For the records that follow, return only the count of lines containing the string "null".

GIVEN DATA:
* * *

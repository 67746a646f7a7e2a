//! Placeholder substitution and rendering of resolved translations.

use std::fmt::{Debug, Formatter, Result as FmtResult};
use std::sync::Arc;

use bon::bon;
use regex::{Captures, Regex};

use crate::interpreter::delimiters::DelimiterPair;
use crate::interpreter::diagnostics::{DiagnosticSink, TracingSink};
use crate::interpreter::dispatch::dispatch_plural;
use crate::interpreter::error::{Diagnostic, compute_suggestions};
use crate::interpreter::plural::{CldrPluralRules, PluralNumber, PluralRuleProvider};
use crate::types::{Replacements, TranslationValue, Value};

/// Renders resolved translations: substitutes placeholders, then selects a
/// plural form when a count is given.
///
/// The placeholder matcher is compiled once, when the renderer is built,
/// from its [`DelimiterPair`]. A renderer is immutable afterwards and can be
/// shared across threads.
///
/// # Example
///
/// ```
/// use tolk::{Renderer, TranslationValue, params};
///
/// let renderer = Renderer::default();
/// let text = TranslationValue::from("{count} apple:::{count} apples");
///
/// let rendered = renderer.render("en", &text, &params! { "count" => 3 }, Some(&3.into()));
/// assert_eq!(rendered, "3 apples");
/// ```
pub struct Renderer {
    delimiters: DelimiterPair,
    matcher: Option<Regex>,
    plural_rules: Arc<dyn PluralRuleProvider>,
    sink: Arc<dyn DiagnosticSink>,
}

#[bon]
impl Renderer {
    /// Build a renderer.
    ///
    /// Defaults: `{`/`}` delimiters, [`CldrPluralRules`], [`TracingSink`].
    #[builder]
    pub fn new(
        #[builder(default)] delimiters: DelimiterPair,
        plural_rules: Option<Arc<dyn PluralRuleProvider>>,
        sink: Option<Arc<dyn DiagnosticSink>>,
    ) -> Self {
        let sink = sink.unwrap_or_else(|| Arc::new(TracingSink));
        let matcher = match delimiters.matcher() {
            Ok(matcher) => Some(matcher),
            Err(_) => {
                sink.report(Diagnostic::MisconfiguredDelimiters {
                    given: vec![delimiters.start().to_string(), delimiters.end().to_string()],
                });
                None
            }
        };
        Self {
            delimiters,
            matcher,
            plural_rules: plural_rules.unwrap_or_else(|| Arc::new(CldrPluralRules)),
            sink,
        }
    }

    /// The delimiters this renderer matches.
    pub fn delimiters(&self) -> &DelimiterPair {
        &self.delimiters
    }

    /// The plural rules used for `:::` form selection.
    pub fn plural_rules(&self) -> &dyn PluralRuleProvider {
        self.plural_rules.as_ref()
    }

    /// The sink receiving this renderer's diagnostics.
    pub fn sink(&self) -> &dyn DiagnosticSink {
        self.sink.as_ref()
    }

    /// Render a translation found under `locale`.
    ///
    /// - `Text` has its placeholders substituted, then, when `count` is
    ///   given, is reduced to a single plural form.
    /// - `List` has each element substituted independently; missing
    ///   placeholders are not reported and plural forms are not split.
    /// - `Other` is returned unchanged.
    ///
    /// A non-numeric `count` is reported for every kind of translation.
    pub fn render(
        &self,
        locale: &str,
        translation: &TranslationValue,
        replacements: &Replacements,
        count: Option<&Value>,
    ) -> TranslationValue {
        match translation {
            TranslationValue::Text(text) => {
                let rendered = self.replace(text, replacements, true);
                match count {
                    Some(count) => TranslationValue::Text(dispatch_plural(
                        self.plural_rules.as_ref(),
                        self.sink.as_ref(),
                        locale,
                        rendered,
                        count,
                    )),
                    None => TranslationValue::Text(rendered),
                }
            }
            TranslationValue::List(items) => {
                self.check_count(count);
                TranslationValue::List(
                    items
                        .iter()
                        .map(|item| self.replace(item, replacements, false))
                        .collect(),
                )
            }
            TranslationValue::Other(value) => {
                self.check_count(count);
                TranslationValue::Other(value.clone())
            }
        }
    }

    /// Report a non-numeric count on values without plural forms.
    fn check_count(&self, count: Option<&Value>) {
        if let Some(count) = count.filter(|count| PluralNumber::from_value(count).is_none()) {
            self.sink.report(Diagnostic::NonNumericPluralCount {
                count: count.to_string(),
            });
        }
    }

    /// Substitute every placeholder of `text` found in `replacements`.
    ///
    /// Placeholders without a replacement stay in place, delimiters
    /// included, and are reported as [`Diagnostic::MissingPlaceholder`].
    pub fn substitute(&self, text: &str, replacements: &Replacements) -> String {
        self.replace(text, replacements, true)
    }

    /// Names of all placeholders in `text`, in order of appearance.
    pub fn placeholders<'t>(&self, text: &'t str) -> Vec<&'t str> {
        let Some(matcher) = &self.matcher else {
            return Vec::new();
        };
        matcher
            .captures_iter(text)
            .filter_map(|caps| caps.get(1).map(|m| m.as_str()))
            .collect()
    }

    fn replace(&self, text: &str, replacements: &Replacements, warn: bool) -> String {
        let Some(matcher) = &self.matcher else {
            return text.to_string();
        };
        matcher
            .replace_all(text, |caps: &Captures<'_>| {
                let placeholder = caps.get(0).map_or("", |m| m.as_str());
                let name = caps.get(1).map_or("", |m| m.as_str());
                if let Some(value) = replacements.get(name) {
                    return value.to_string();
                }
                if warn {
                    self.sink.report(Diagnostic::MissingPlaceholder {
                        placeholder: placeholder.to_string(),
                        text: text.to_string(),
                        suggestions: suggest_names(name, replacements),
                    });
                }
                placeholder.to_string()
            })
            .into_owned()
    }
}

impl Default for Renderer {
    fn default() -> Self {
        Renderer::builder().build()
    }
}

impl Debug for Renderer {
    fn fmt(&self, f: &mut Formatter<'_>) -> FmtResult {
        f.debug_struct("Renderer")
            .field("delimiters", &self.delimiters)
            .field("matcher", &self.matcher.as_ref().map(Regex::as_str))
            .finish_non_exhaustive()
    }
}

fn suggest_names(name: &str, replacements: &Replacements) -> Vec<String> {
    let mut available: Vec<String> = replacements.keys().cloned().collect();
    available.sort();
    compute_suggestions(name, &available)
}
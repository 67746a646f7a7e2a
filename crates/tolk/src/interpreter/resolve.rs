//! Locale fallback chain for finding a translation.
//!
//! A key is looked up, first match wins, in:
//!
//! 1. the requested locale (`de-CH`)
//! 2. its base language when the locale is regional (`de`)
//! 3. the fallback locale
//!
//! and otherwise resolves to a default value, the key itself unless the
//! caller supplied one. Resolution reads the table and never modifies it.

use std::borrow::Cow;

use crate::types::{TranslationTable, TranslationValue};

/// Separator between the language and region parts of a locale.
pub const REGION_SEPARATOR: char = '-';

/// Which step of the fallback chain produced a [`Resolution`].
#[derive(Debug, Clone, Copy, PartialEq, Eq)]
pub enum ResolutionSource {
    /// Found in the requested locale.
    Exact,
    /// Found in the base language of a regional locale.
    Regional,
    /// Found in the fallback locale.
    Fallback,
    /// Not found; the default value was used.
    Default,
}

/// A raw, not yet rendered, translation and where it came from.
#[derive(Debug, Clone, PartialEq)]
pub struct Resolution<'a> {
    /// The stored value, or the default.
    pub value: Cow<'a, TranslationValue>,
    /// Locale the value is attributed to; plural rules follow this locale.
    pub locale: &'a str,
    /// The step that matched.
    pub source: ResolutionSource,
}

/// The base language of a regional locale: `de` for `de-CH`.
///
/// Returns `None` for locales without a region.
pub fn base_locale(locale: &str) -> Option<&str> {
    locale
        .split_once(REGION_SEPARATOR)
        .map(|(base, _)| base)
}

/// Find the translation for `key`, starting from `current`.
///
/// A value found in the fallback locale is attributed to `current`. The
/// default value is attributed to `current` when the fallback locale is
/// unset or not loaded, and to the fallback locale when it is loaded but
/// lacks the key.
///
/// # Example
///
/// ```
/// use std::collections::HashMap;
/// use tolk::{ResolutionSource, TranslationTable, TranslationValue, resolve};
///
/// let mut table = TranslationTable::new();
/// table.insert(
///     "de".to_string(),
///     HashMap::from([("hello".to_string(), TranslationValue::from("Hallo"))]),
/// );
///
/// let found = resolve(&table, "de-CH", Some("en"), "hello", None);
/// assert_eq!(*found.value, TranslationValue::from("Hallo"));
/// assert_eq!(found.locale, "de");
/// assert_eq!(found.source, ResolutionSource::Regional);
///
/// let missing = resolve(&table, "de-CH", Some("en"), "bye", None);
/// assert_eq!(*missing.value, TranslationValue::from("bye"));
/// assert_eq!(missing.source, ResolutionSource::Default);
/// ```
pub fn resolve<'a>(
    table: &'a TranslationTable,
    current: &'a str,
    fallback: Option<&'a str>,
    key: &str,
    default: Option<&str>,
) -> Resolution<'a> {
    let found = |locale: &'a str, source: ResolutionSource| {
        table
            .get(locale)
            .and_then(|keys| keys.get(key))
            .map(|value| (value, locale, source))
    };

    let matched = found(current, ResolutionSource::Exact)
        .or_else(|| base_locale(current).and_then(|base| found(base, ResolutionSource::Regional)))
        .or_else(|| fallback.and_then(|fallback| found(fallback, ResolutionSource::Fallback)));

    if let Some((value, locale, source)) = matched {
        let locale = match source {
            ResolutionSource::Fallback => current,
            _ => locale,
        };
        return Resolution {
            value: Cow::Borrowed(value),
            locale,
            source,
        };
    }

    let locale = match fallback {
        Some(fallback) if table.contains_key(fallback) => fallback,
        _ => current,
    };
    Resolution {
        value: Cow::Owned(TranslationValue::Text(default.unwrap_or(key).to_string())),
        locale,
        source: ResolutionSource::Default,
    }
}

/// Whether `key` has a translation for `current`.
///
/// When `current` is loaded, only its own table is consulted: neither the
/// base language of a regional locale nor the fallback locale count. When
/// `current` is not loaded, the answer comes from the fallback locale
/// (`false` if that is unset or not loaded either).
///
/// This is narrower than [`resolve`], which would still find a translation
/// through the base language or the fallback for a loaded `current`.
pub fn key_exists(
    table: &TranslationTable,
    current: &str,
    fallback: Option<&str>,
    key: &str,
) -> bool {
    match table.get(current) {
        Some(keys) => keys.contains_key(key),
        None => fallback
            .and_then(|fallback| table.get(fallback))
            .is_some_and(|keys| keys.contains_key(key)),
    }
}
//! Tests for placeholder substitution and rendering.

use std::sync::Arc;

use serde_json::json;
use tolk::{
    CollectingSink, DelimiterPair, Diagnostic, PluralNumber, Renderer, TranslationValue, params,
};

fn renderer_with_sink() -> (Renderer, Arc<CollectingSink>) {
    let sink = Arc::new(CollectingSink::new());
    let renderer = Renderer::builder().sink(sink.clone()).build();
    (renderer, sink)
}

// =========================================================================
// Substitution
// =========================================================================

#[test]
fn text_without_placeholders_is_unchanged() {
    let (renderer, sink) = renderer_with_sink();
    let text = "Nothing to replace: {} { spaced } :::";
    assert_eq!(renderer.substitute(text, &params! { "x" => 1 }), text);
    assert!(sink.is_empty());
}

#[test]
fn placeholders_are_replaced() {
    let (renderer, sink) = renderer_with_sink();
    let out = renderer.substitute(
        "Hello {name}, you have {count} new {kind}",
        &params! { "name" => "Ada", "count" => 3, "kind" => "messages" },
    );
    assert_eq!(out, "Hello Ada, you have 3 new messages");
    assert!(sink.is_empty());
}

#[test]
fn repeated_placeholder_replaced_everywhere() {
    let renderer = Renderer::default();
    let out = renderer.substitute("{x}-{x}-{x}", &params! { "x" => "ab" });
    assert_eq!(out, "ab-ab-ab");
}

#[test]
fn values_are_stringified() {
    let renderer = Renderer::default();
    let out = renderer.substitute(
        "{int} {float} {flag}",
        &params! { "int" => -4, "float" => 2.5, "flag" => true },
    );
    assert_eq!(out, "-4 2.5 true");
}

#[test]
fn substituted_value_is_not_substituted_again() {
    let renderer = Renderer::default();
    let out = renderer.substitute("{a}", &params! { "a" => "{b}", "b" => "nested" });
    assert_eq!(out, "{b}");
}

#[test]
fn rendering_is_repeatable() {
    let renderer = Renderer::default();
    let replacements = params! { "name" => "Ada" };
    let first = renderer.substitute("Hi {name} {missing}", &replacements);
    let second = renderer.substitute("Hi {name} {missing}", &replacements);
    assert_eq!(first, second);
}

// =========================================================================
// Missing Placeholders
// =========================================================================

#[test]
fn missing_placeholder_is_kept_verbatim() {
    let (renderer, sink) = renderer_with_sink();
    let out = renderer.substitute("Hello {name}, {greeting}", &params! { "name" => "Ada" });
    assert_eq!(out, "Hello Ada, {greeting}");

    let diagnostics = sink.take();
    assert_eq!(
        diagnostics,
        vec![Diagnostic::MissingPlaceholder {
            placeholder: "{greeting}".to_string(),
            text: "Hello {name}, {greeting}".to_string(),
            suggestions: vec![],
        }]
    );
}

#[test]
fn missing_placeholder_suggests_close_names() {
    let (renderer, sink) = renderer_with_sink();
    renderer.substitute("Hi {nmae}", &params! { "name" => "Ada" });

    let diagnostics = sink.take();
    let [Diagnostic::MissingPlaceholder { suggestions, .. }] = diagnostics.as_slice() else {
        panic!("expected one missing placeholder diagnostic");
    };
    assert_eq!(suggestions, &vec!["name".to_string()]);
}

// =========================================================================
// Custom Delimiters
// =========================================================================

#[test]
fn delimiters_are_matched_literally() {
    let renderer = Renderer::builder()
        .delimiters(DelimiterPair::new("[[", "]]"))
        .build();
    let out = renderer.substitute("[[a]] [a] {a} [[ a ]]", &params! { "a" => "X" });
    assert_eq!(out, "X [a] {a} [[ a ]]");
}

#[test]
fn regex_metacharacters_in_delimiters() {
    let renderer = Renderer::builder()
        .delimiters(DelimiterPair::new("$(", ")"))
        .build();
    let out = renderer.substitute("Total: $(sum) $sum", &params! { "sum" => 10 });
    assert_eq!(out, "Total: 10 $sum");
}

#[test]
fn double_brace_delimiters() {
    let renderer = Renderer::builder()
        .delimiters(DelimiterPair::new("{{", "}}"))
        .build();
    let out = renderer.substitute("{{name}} and {name}", &params! { "name" => "Ada" });
    assert_eq!(out, "Ada and {name}");
}

#[test]
fn misconfigured_delimiters_are_reported_and_repaired() {
    let sink = CollectingSink::new();

    let pair = DelimiterPair::from_markers(&["<", ">", "!"], &sink);
    assert_eq!(pair, DelimiterPair::new("<", ">"));

    let pair = DelimiterPair::from_markers::<&str>(&[], &sink);
    assert_eq!(pair, DelimiterPair::default());

    let pair = DelimiterPair::from_markers(&["", "%"], &sink);
    assert_eq!(pair, DelimiterPair::new("{", "%"));

    let given: Vec<Vec<String>> = sink
        .take()
        .into_iter()
        .map(|d| match d {
            Diagnostic::MisconfiguredDelimiters { given } => given,
            other => panic!("unexpected diagnostic {other:?}"),
        })
        .collect();
    assert_eq!(
        given,
        vec![
            vec!["<".to_string(), ">".to_string(), "!".to_string()],
            vec![],
            vec![String::new(), "%".to_string()],
        ]
    );
}

// =========================================================================
// Translation Values
// =========================================================================

#[test]
fn list_elements_are_substituted_independently() {
    let (renderer, sink) = renderer_with_sink();
    let list = TranslationValue::from(vec!["Dear {name},", "{missing}", "one:::many"]);

    let out = renderer.render("en", &list, &params! { "name" => "Ada" }, None);
    assert_eq!(
        out,
        TranslationValue::from(vec!["Dear Ada,", "{missing}", "one:::many"])
    );
    assert!(sink.is_empty(), "list items do not report missing placeholders");
}

#[test]
fn list_is_never_pluralized() {
    let (renderer, sink) = renderer_with_sink();
    let list = TranslationValue::from(vec!["one item:::many items"]);

    let out = renderer.render("en", &list, &params! {}, Some(&5.into()));
    assert_eq!(out, TranslationValue::from(vec!["one item:::many items"]));
    assert!(sink.is_empty());
}

#[test]
fn non_numeric_count_reported_for_lists_and_other_values() {
    let (renderer, sink) = renderer_with_sink();
    let list = TranslationValue::from(vec!["a:::b"]);

    let out = renderer.render("en", &list, &params! {}, Some(&"three".into()));
    assert_eq!(out, TranslationValue::from(vec!["a:::b"]));
    assert_eq!(
        sink.take(),
        vec![Diagnostic::NonNumericPluralCount {
            count: "three".to_string()
        }]
    );

    let value = TranslationValue::Other(json!({ "nested": true }));
    assert_eq!(
        renderer.render("en", &value, &params! {}, Some(&true.into())),
        value
    );
    assert_eq!(
        sink.take(),
        vec![Diagnostic::NonNumericPluralCount {
            count: "true".to_string()
        }]
    );
}

#[test]
fn other_values_pass_through() {
    let renderer = Renderer::default();
    let value = TranslationValue::Other(json!(42));
    assert_eq!(
        renderer.render("en", &value, &params! {}, Some(&1.into())),
        value
    );

    let null = TranslationValue::Other(json!(null));
    assert_eq!(renderer.render("en", &null, &params! {}, None), null);
}

#[test]
fn f32_replacement_renders_as_written() {
    let renderer = Renderer::default();
    let text = TranslationValue::from("x={x}");
    assert_eq!(
        renderer.render("en", &text, &params! { "x" => 0.1_f32 }, None),
        "x=0.1"
    );
}

#[test]
fn text_with_count_selects_plural_form_after_substitution() {
    let renderer = Renderer::default();
    let text = TranslationValue::from("{n} file:::{n} files");

    let one = renderer.render("en", &text, &params! { "n" => 1 }, Some(&1.into()));
    let many = renderer.render("en", &text, &params! { "n" => 7 }, Some(&7.into()));
    assert_eq!(one, "1 file");
    assert_eq!(many, "7 files");
}

#[test]
fn text_without_count_keeps_all_forms() {
    let renderer = Renderer::default();
    let text = TranslationValue::from("one:::many");
    assert_eq!(renderer.render("en", &text, &params! {}, None), "one:::many");
}

#[test]
fn custom_plural_rules_are_used() {
    let renderer = Renderer::builder()
        .plural_rules(Arc::new(|_: &str, _: PluralNumber| 2_usize))
        .build();
    let text = TranslationValue::from("a:::b:::c");
    assert_eq!(renderer.render("xx", &text, &params! {}, Some(&0.into())), "c");
}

* * *

ANSWER TO THE EXERCISE: 2